Uma outra coisa que tem se ter consciência é que essas medidas de contenção adiam ou espalham e distribuem melhor o momento em que cada pessoa se contamina. A doença da forma como se propagou não vai se extinguir como já se extinguiu outras doenças. As medidas de contenção fazem é que, ao invés de contaminar em três ou quatro meses, as pessoas vão se contaminando ao longo dos anos. E aí se ganha tempo que, aos poucos, vão sendo encontradas as melhores formas de lidar com as pessoas e vacinas e baixando a mortalidade. À medida que o vírus vai se adaptando à população humana, ele vai se tornando menos patogênico. 

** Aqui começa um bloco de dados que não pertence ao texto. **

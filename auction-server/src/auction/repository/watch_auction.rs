use {
    super::Repository,
    crate::{
        api::RestError,
        auction::entities,
    },
    futures::Stream,
};

impl Repository {
    /// Stream of committed auction records: the current one immediately,
    /// then every later commit in commit order (coalesced under a slow
    /// consumer). Ends when the record is removed from the store.
    pub async fn watch_auction(
        &self,
        auction_id: entities::AuctionId,
    ) -> Result<impl Stream<Item = entities::AuctionRecord> + Send, RestError> {
        let mut subscription = self
            .db
            .subscribe(&entities::AuctionRecord::key_path(auction_id))
            .await
            .map_err(|err| {
                tracing::error!(error = %err, auction_id = %auction_id, "Failed to subscribe to auction record");
                RestError::TransactionFailed
            })?;
        Ok(async_stream::stream! {
            while let Some(value) = subscription.next().await {
                let Some(value) = value else {
                    // Path removed; nothing more will be committed here.
                    break;
                };
                match serde_json::from_value(value) {
                    Ok(record) => yield record,
                    Err(err) => {
                        tracing::warn!(
                            error = %err,
                            auction_id = %auction_id,
                            "Skipping malformed auction record from subscription"
                        );
                    }
                }
            }
        })
    }
}
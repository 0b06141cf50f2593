pub mod auction;
pub mod ws;

/// Opaque identity of a bidder or viewer. The server never interprets it
/// beyond equality checks.
pub type BidderId = String;

/// Epoch milliseconds, the unit all auction deadlines are expressed in.
pub type UnixTimestampMs = i64;
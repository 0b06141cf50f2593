use {
    crate::api::RestError,
    live_auction_api_types::auction as api_types,
    serde::{
        Deserialize,
        Serialize,
    },
    time::OffsetDateTime,
};

pub use live_auction_api_types::{
    auction::AuctionId,
    BidderId,
    UnixTimestampMs,
};

/// The server clock, the only clock bid deadlines are evaluated against.
pub fn now_millis() -> UnixTimestampMs {
    (OffsetDateTime::now_utc().unix_timestamp_nanos() / 1_000_000) as UnixTimestampMs
}

#[derive(Clone, Copy, Debug, PartialEq, Eq, Serialize, Deserialize, strum::Display)]
#[serde(rename_all = "lowercase")]
#[strum(serialize_all = "lowercase")]
pub enum AuctionStatus {
    Pending,
    Active,
    Ended,
}

#[derive(Clone, Debug, PartialEq, Serialize, Deserialize)]
pub struct ItemData {
    pub name:          String,
    pub start_price:   u64,
    pub bid_increment: u64,
    pub image_url:     Option<String>,
}

impl TryFrom<api_types::ItemSpec> for ItemData {
    type Error = RestError;

    fn try_from(spec: api_types::ItemSpec) -> Result<Self, Self::Error> {
        if spec.start_price == 0 {
            return Err(RestError::BadParameters(
                "start price must be a positive integer".to_string(),
            ));
        }
        if spec.bid_increment == 0 {
            return Err(RestError::BadParameters(
                "bid increment must be a positive integer".to_string(),
            ));
        }
        Ok(Self {
            name:          spec.name,
            start_price:   spec.start_price,
            bid_increment: spec.bid_increment,
            image_url:     spec.image_url,
        })
    }
}

#[derive(Clone, Debug, PartialEq, Serialize, Deserialize)]
pub struct StreamSessionRef {
    pub room_id:   String,
    pub stream_id: String,
}

impl From<api_types::StreamSession> for StreamSessionRef {
    fn from(session: api_types::StreamSession) -> Self {
        Self {
            room_id:   session.room_id,
            stream_id: session.stream_id,
        }
    }
}

/// One live auction's shared state. This is the single mutable resource of
/// the whole system; every mutation of the bid fields goes through the
/// store's atomic update, never a blind overwrite.
#[derive(Clone, Debug, PartialEq, Serialize, Deserialize)]
pub struct AuctionRecord {
    pub id:             AuctionId,
    pub status:         AuctionStatus,
    pub item:           ItemData,
    pub current_bid:    u64,
    pub current_bidder: Option<BidderId>,
    pub start_time:     UnixTimestampMs,
    pub end_time:       UnixTimestampMs,
    pub viewer_count:   u32,
    pub stream_session: Option<StreamSessionRef>,
}

impl AuctionRecord {
    pub fn key_path(auction_id: AuctionId) -> String {
        format!("auctions/{}", auction_id)
    }
}

impl From<AuctionRecord> for api_types::AuctionSnapshot {
    fn from(record: AuctionRecord) -> Self {
        Self {
            id:             record.id,
            status:         match record.status {
                AuctionStatus::Pending => api_types::AuctionStatus::Pending,
                AuctionStatus::Active => api_types::AuctionStatus::Active,
                AuctionStatus::Ended => api_types::AuctionStatus::Ended,
            },
            item:           api_types::ItemSpec {
                name:          record.item.name,
                start_price:   record.item.start_price,
                bid_increment: record.item.bid_increment,
                image_url:     record.item.image_url,
            },
            current_bid:    record.current_bid,
            current_bidder: record.current_bidder,
            start_time:     record.start_time,
            end_time:       record.end_time,
            viewer_count:   record.viewer_count,
            stream_session: record.stream_session.map(|session| {
                api_types::StreamSession {
                    room_id:   session.room_id,
                    stream_id: session.stream_id,
                }
            }),
        }
    }
}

E qual a projeção geral de contaminação?
Cerca de 60% ou 70% da população vai se contaminar. A ideia é que a população não se contamine de uma vez.

 

 Que terreno esse vírus encontrou para se alastrar tão rapidamente?

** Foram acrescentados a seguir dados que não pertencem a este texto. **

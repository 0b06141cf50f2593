use {
    super::Repository,
    crate::{
        api::RestError,
        auction::entities,
    },
};

impl Repository {
    /// Viewer presence bump. The count itself is best-effort and nothing
    /// downstream relies on it, but a blind read-then-write here could
    /// overwrite a racing bid commit and retreat `current_bid`, so the bump
    /// rides the same transaction primitive and touches only the count.
    pub async fn update_viewer_count(
        &self,
        auction_id: entities::AuctionId,
        delta: i32,
    ) -> Result<(), RestError> {
        self.update_auction(auction_id, |current| {
            let mut next = current.clone();
            next.viewer_count = next.viewer_count.saturating_add_signed(delta);
            Ok(next)
        })
        .await
        .map(|_| ())
    }
}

A parte de saúde pública é a mais desconsiderada que existe. Especialistas de saúde pública vinham alertado o mundo todo e há vários anos sobre a possibilidade de uma epidemia como esta ocorrer; tudo isso foi previsto há bastante tempo. A questão é que nunca foram levados a sério. A falta do investimento em saúde pública é enorme. A gente continua usando as mesmas ferramentas da Idade Média porque não se investe em pesquisas, não se investe em vigilância epidemiológica, zoonoses, tudo isso é conhecido.
Quantos vírus vão surgindo? a gente vê que a cada quatro anos surge epidemia nova e vem nesse ritmo há vários anos e não vai mudar. A ferramenta que se usa, de quarentena na Idade média, é ridícula. A situação, a tecnologia existe, só não é implementada e levada a sério. Diria que existe, mas a classe médica é subestimada e não é levada a sério. Não tem como tratar 7 bilhões de pessoas no mundo com medicina individualizada, então a medicina coletiva aplicada de forma inteligente reduz custos e o retorno é enorme.
Qual o retorno que geral vacina para poliomielite, sarampo e febre amarela? isso não é contabilizado. E saúde pública é melhor qualidade do ar, da água, do transporte. O que se precisa levar a sério é também o planejamento urbano e tudo isso vem sendo negligenciado. Aí voltam as condições de higiene que mandam lavar as mãos por tantos segundos. Então, essas coisas ficam esquecidas, no segundo plano às vezes.
Ficam preocupados em problemas imediatos. Mas se você só se preocupa com problemas imediatos, vai sempre correr atrás. O que está se fazendo agora é trocar o pneu com o carro andando, como diz o ditado. É lastimável mas não é o fim do mundo. As pessoas precisam ter consciência e tentando tocar a vida da melhor forma possível.